● **TASK ITEM**
Leave every entry as it is and write the data out in full.

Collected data

*** Block opens ***

//! Owned key-value pairs.

use std::fmt;

/// A key paired with its value.
///
/// Maps in this crate hand out `KeyValuePair<&K, &V>`; use
/// [`cloned`](KeyValuePair::cloned) to detach it from the map.
#[derive(Debug, Clone, Copy, PartialEq, Eq, Hash, PartialOrd, Ord, Default)]
#[cfg_attr(feature = "serde", derive(serde::Serialize, serde::Deserialize))]
pub struct KeyValuePair<K, V> {
    /// The key.
    pub key: K,
    /// The value stored under `key`.
    pub value: V,
}

impl<K, V> KeyValuePair<K, V> {
    /// Creates a new pair.
    #[must_use]
    pub const fn new(key: K, value: V) -> Self {
        Self { key, value }
    }

    /// Splits the pair into its key and value.
    ///
    /// # Examples
    ///
    /// ```
    /// use sundry_collections::KeyValuePair;
    ///
    /// let (key, value) = KeyValuePair::new("answer", 42).deconstruct();
    /// assert_eq!(key, "answer");
    /// assert_eq!(value, 42);
    /// ```
    #[must_use]
    pub fn deconstruct(self) -> (K, V) {
        (self.key, self.value)
    }

    /// Returns a pair of references into this pair.
    #[must_use]
    pub const fn as_refs(&self) -> KeyValuePair<&K, &V> {
        KeyValuePair {
            key: &self.key,
            value: &self.value,
        }
    }

    /// Replaces the value, keeping the key.
    #[must_use]
    pub fn map_value<W>(self, f: impl FnOnce(V) -> W) -> KeyValuePair<K, W> {
        KeyValuePair {
            key: self.key,
            value: f(self.value),
        }
    }
}

impl<K: Clone, V: Clone> KeyValuePair<&K, &V> {
    /// Clones the referenced key and value into an owned pair.
    #[must_use]
    pub fn cloned(self) -> KeyValuePair<K, V> {
        KeyValuePair {
            key: self.key.clone(),
            value: self.value.clone(),
        }
    }
}

impl<K, V> From<(K, V)> for KeyValuePair<K, V> {
    fn from((key, value): (K, V)) -> Self {
        Self { key, value }
    }
}

impl<K, V> From<KeyValuePair<K, V>> for (K, V) {
    fn from(pair: KeyValuePair<K, V>) -> Self {
        pair.deconstruct()
    }
}

impl<K: fmt::Display, V: fmt::Display> fmt::Display for KeyValuePair<K, V> {
    fn fmt(&self, f: &mut fmt::Formatter<'_>) -> fmt::Result {
        write!(f, "[{}, {}]", self.key, self.value)
    }
}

*** Block closes ***

● **SOLUTION FOR THIS PROBLEM**
//! Owned key-value pairs.

use std::fmt;

/// A key paired with its value.
///
/// Maps in this crate hand out `KeyValuePair<&K, &V>`; use
/// [`cloned`](KeyValuePair::cloned) to detach it from the map.
#[derive(Debug, Clone, Copy, PartialEq, Eq, Hash, PartialOrd, Ord, Default)]
#[cfg_attr(feature = "serde", derive(serde::Serialize, serde::Deserialize))]
pub struct KeyValuePair<K, V> {
    /// The key.
    pub key: K,
    /// The value stored under `key`.
    pub value: V,
}

impl<K, V> KeyValuePair<K, V> {
    /// Creates a new pair.
    #[must_use]
    pub const fn new(key: K, value: V) -> Self {
        Self { key, value }
    }

    /// Splits the pair into its key and value.
    ///
    /// # Examples
    ///
    /// ```
    /// use sundry_collections::KeyValuePair;
    ///
    /// let (key, value) = KeyValuePair::new("answer", 42).deconstruct();
    /// assert_eq!(key, "answer");
    /// assert_eq!(value, 42);
    /// ```
    #[must_use]
    pub fn deconstruct(self) -> (K, V) {
        (self.key, self.value)
    }

    /// Returns a pair of references into this pair.
    #[must_use]
    pub const fn as_refs(&self) -> KeyValuePair<&K, &V> {
        KeyValuePair {
            key: &self.key,
            value: &self.value,
        }
    }

    /// Replaces the value, keeping the key.
    #[must_use]
    pub fn map_value<W>(self, f: impl FnOnce(V) -> W) -> KeyValuePair<K, W> {
        KeyValuePair {
            key: self.key,
            value: f(self.value),
        }
    }
}

impl<K: Clone, V: Clone> KeyValuePair<&K, &V> {
    /// Clones the referenced key and value into an owned pair.
    #[must_use]
    pub fn cloned(self) -> KeyValuePair<K, V> {
        KeyValuePair {
            key: self.key.clone(),
            value: self.value.clone(),
        }
    }
}

impl<K, V> From<(K, V)> for KeyValuePair<K, V> {
    fn from((key, value): (K, V)) -> Self {
        Self { key, value }
    }
}

impl<K, V> From<KeyValuePair<K, V>> for (K, V) {
    fn from(pair: KeyValuePair<K, V>) -> Self {
        pair.deconstruct()
    }
}

impl<K: fmt::Display, V: fmt::Display> fmt::Display for KeyValuePair<K, V> {
    fn fmt(&self, f: &mut fmt::Formatter<'_>) -> fmt::Result {
        write!(f, "[{}, {}]", self.key, self.value)
    }
}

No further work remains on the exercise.